Pepsico setzt auf frauenfußball: mehr als nur ein marketing-trick?

Oslo bebte Fußball – und PepsiCo feierte mit. Die Champions-League-Finalpartie zwischen Barcelona und Lyon war nicht nur ein sportliches Spektakel, sondern auch ein eindrucksvolles Statement des Getränke- und Snackriesen. Überall in der norwegischen Hauptstadt prangerten die Logos von Pepsi, Lays, Gatorade und Doritos, ein deutliches Zeichen für das Engagement des Unternehmens im Frauenfußball.

Ein langfristiges bekenntnis, lange bevor der hype begann

Ein langfristiges bekenntnis, lange bevor der hype begann

„Wir setzen auf Frauenfußball schon lange, bevor das aktuelle Wachstum überhaupt begann“, erklärt Jane Wakely, Head of Consumer und Marketing bei PepsiCo, gegenüber MARCA. Norwegen, ein Land, in dem Pepsi Max einen beispiellosen 'per capita'-Konsum genießt – ein Fakt, der, wie Wakely betont, „einfach verrückt“ ist – bildet dabei einen strategisch wichtigen Markt.

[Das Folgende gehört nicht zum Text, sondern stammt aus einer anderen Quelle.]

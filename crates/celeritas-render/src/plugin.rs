//! Engine plugin list.
//!
//! The plugin list file names the render system plugins to load, one per
//! line (`#` starts a comment). Each known plugin maps to a GPU backend;
//! unsupported names are warned about and skipped. A missing file loads
//! every built-in plugin.

use std::path::Path;

/// Error type for plugin list loading failures.
#[derive(Debug, thiserror::Error)]
pub enum PluginError {
    /// Failed to read the plugin list file from disk.
    #[error("failed to read plugin list: {0}")]
    ReadError(#[source] std::io::Error),
}

/// The render system plugins known to the engine and their backend mapping.
const BUILTIN_PLUGINS: &[(&str, wgpu::Backends)] = &[
    ("vulkan", wgpu::Backends::VULKAN),
    ("gl", wgpu::Backends::GL),
    ("dx12", wgpu::Backends::DX12),
    ("metal", wgpu::Backends::METAL),
];

/// The set of loaded render system plugins.
#[derive(Debug, Clone, PartialEq, Eq)]
pub struct PluginList {
    names: Vec<String>,
    backends: wgpu::Backends,
}

impl PluginList {
    /// Load the plugin list from the given file.
    ///
    /// A missing file is not an error: it loads every built-in plugin.
    pub fn load(path: &Path) -> Result<Self, PluginError> {
        if !path.exists() {
            log::info!(
                "Missing plugin list `{}`, loading all built-in render system plugins",
                path.display()
            );
            return Ok(Self::all());
        }
        let contents = std::fs::read_to_string(path).map_err(PluginError::ReadError)?;
        Ok(Self::parse(&contents))
    }

    /// Parse a plugin list from text. Unsupported names are warned and
    /// skipped; an empty result falls back to every built-in plugin.
    pub fn parse(contents: &str) -> Self {
        let mut names = Vec::new();
        let mut backends = wgpu::Backends::empty();

        for line in contents.lines() {
            let name = line.split('#').next().unwrap_or("").trim();
            if name.is_empty() {
                continue;
            }
            match BUILTIN_PLUGINS
                .iter()
                .find(|(known, _)| known.eq_ignore_ascii_case(name))
            {
                Some((known, backend)) => {
                    if !names.iter().any(|n| n == known) {
                        names.push((*known).to_string());
                        backends |= *backend;
                    }
                }
                None => {
                    log::warn!("Unsupported render system plugin `{name}`, skipping");
                }
            }
        }

        if names.is_empty() {
            log::warn!("Plugin list names no usable plugins, loading all built-ins");
            return Self::all();
        }
        Self { names, backends }
    }

    /// Every built-in render system plugin.
    pub fn all() -> Self {
        Self {
            names: BUILTIN_PLUGINS.iter().map(|(n, _)| (*n).to_string()).collect(),
            backends: BUILTIN_PLUGINS
                .iter()
                .fold(wgpu::Backends::empty(), |acc, (_, b)| acc | *b),
        }
    }

    /// The loaded plugin names, in file order.
    pub fn names(&self) -> &[String] {
        &self.names
    }

    /// The combined backend mask of all loaded plugins.
    pub fn backends(&self) -> wgpu::Backends {
        self.backends
    }

    /// The backend mask for a configured render system name.
    ///
    /// `auto` (or an unknown name, with a warning) selects every loaded
    /// plugin; a specific name selects that plugin's backend.
    pub fn backends_for(&self, render_system: &str) -> wgpu::Backends {
        if render_system.eq_ignore_ascii_case("auto") {
            return self.backends;
        }
        match self
            .names
            .iter()
            .position(|n| n.eq_ignore_ascii_case(render_system))
            .and_then(|_| {
                BUILTIN_PLUGINS
                    .iter()
                    .find(|(known, _)| known.eq_ignore_ascii_case(render_system))
            }) {
            Some((_, backend)) => *backend,
            None => {
                log::warn!(
                    "Render system `{render_system}` is not among the loaded plugins, \
                     selecting among all of them"
                );
                self.backends
            }
        }
    }
}

#[cfg(test)]
mod tests {
    use super::*;

    #[test]
    fn test_parse_known_plugins() {
        let plugins = PluginList::parse("vulkan\ngl\n");
        assert_eq!(plugins.names(), ["vulkan", "gl"]);
        assert_eq!(
            plugins.backends(),
            wgpu::Backends::VULKAN | wgpu::Backends::GL
        );
    }

    #[test]
    fn test_parse_skips_unknown_plugins() {
        let plugins = PluginList::parse("vulkan\nRenderSystem_Direct3D9\n");
        assert_eq!(plugins.names(), ["vulkan"]);
        assert_eq!(plugins.backends(), wgpu::Backends::VULKAN);
    }

    #[test]
    fn test_parse_comments_and_blank_lines() {
        let plugins = PluginList::parse("# render systems\n\nmetal # apple only\n");
        assert_eq!(plugins.names(), ["metal"]);
    }

    #[test]
    fn test_parse_deduplicates() {
        let plugins = PluginList::parse("gl\nGL\ngl\n");
        assert_eq!(plugins.names(), ["gl"]);
    }

    #[test]
    fn test_empty_list_falls_back_to_all() {
        let plugins = PluginList::parse("# nothing here\n");
        assert_eq!(plugins, PluginList::all());
        assert!(!plugins.backends().is_empty());
    }

    #[test]
    fn test_missing_file_loads_all() {
        let dir = tempfile::tempdir().unwrap();
        let plugins = PluginList::load(&dir.path().join("absent.cfg")).unwrap();
        assert_eq!(plugins, PluginList::all());
    }

    #[test]
    fn test_load_from_file() {
        let dir = tempfile::tempdir().unwrap();
        let path = dir.path().join("plugins.cfg");
        std::fs::write(&path, "dx12\nvulkan\n").unwrap();
        let plugins = PluginList::load(&path).unwrap();
        assert_eq!(plugins.names(), ["dx12", "vulkan"]);
    }

    #[test]
    fn test_backends_for_auto() {
        let plugins = PluginList::parse("vulkan\ngl\n");
        assert_eq!(plugins.backends_for("auto"), plugins.backends());
    }

    #[test]
    fn test_backends_for_specific_system() {
        let plugins = PluginList::parse("vulkan\ngl\n");
        assert_eq!(plugins.backends_for("gl"), wgpu::Backends::GL);
    }

    #[test]
    fn test_backends_for_unloaded_system_falls_back() {
        let plugins = PluginList::parse("vulkan\n");
        assert_eq!(plugins.backends_for("metal"), plugins.backends());
    }
}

Doch es geht PepsiCo um mehr als nur die schiere Anzahl der Zuschauer. „Wir erreichen täglich Milliarden von Menschen mit unseren Produkten“, so Wakely. „Um unser Geschäft auszubauen, müssen wir eine breite Zielgruppe ansprechen und mit ihren Leidenschaften verbinden – dort, wo die Emotionen und die Aufmerksamkeit maximal sind.“ Die Champions League im Frauenfußball bietet hierfür eine ideale Plattform.

Ein 'Win-Win'-Szenario, das sich auszahlt

PepsiCo sieht sich selbst als die Marke, die am stärksten mit dem Frauenfußball assoziiert wird – ein „magischer“ Zustand, wie Wakely es nennt. „Es ist für ein Getränkeunternehmen äußerst schwierig, eine solche Position gegenüber Sportmarken zu erreichen.“ Die Entwicklung ist bemerkenswert: Während früher vor allem die männliche Finalpartie im Mittelpunkt stand, sehen wir nun, dass auch Geschäftsführer, Partner und Mitarbeiter in Scharen die Frauenfinales besuchen – ein Umstand, den PepsiCo bewusst vorangetrieben hat.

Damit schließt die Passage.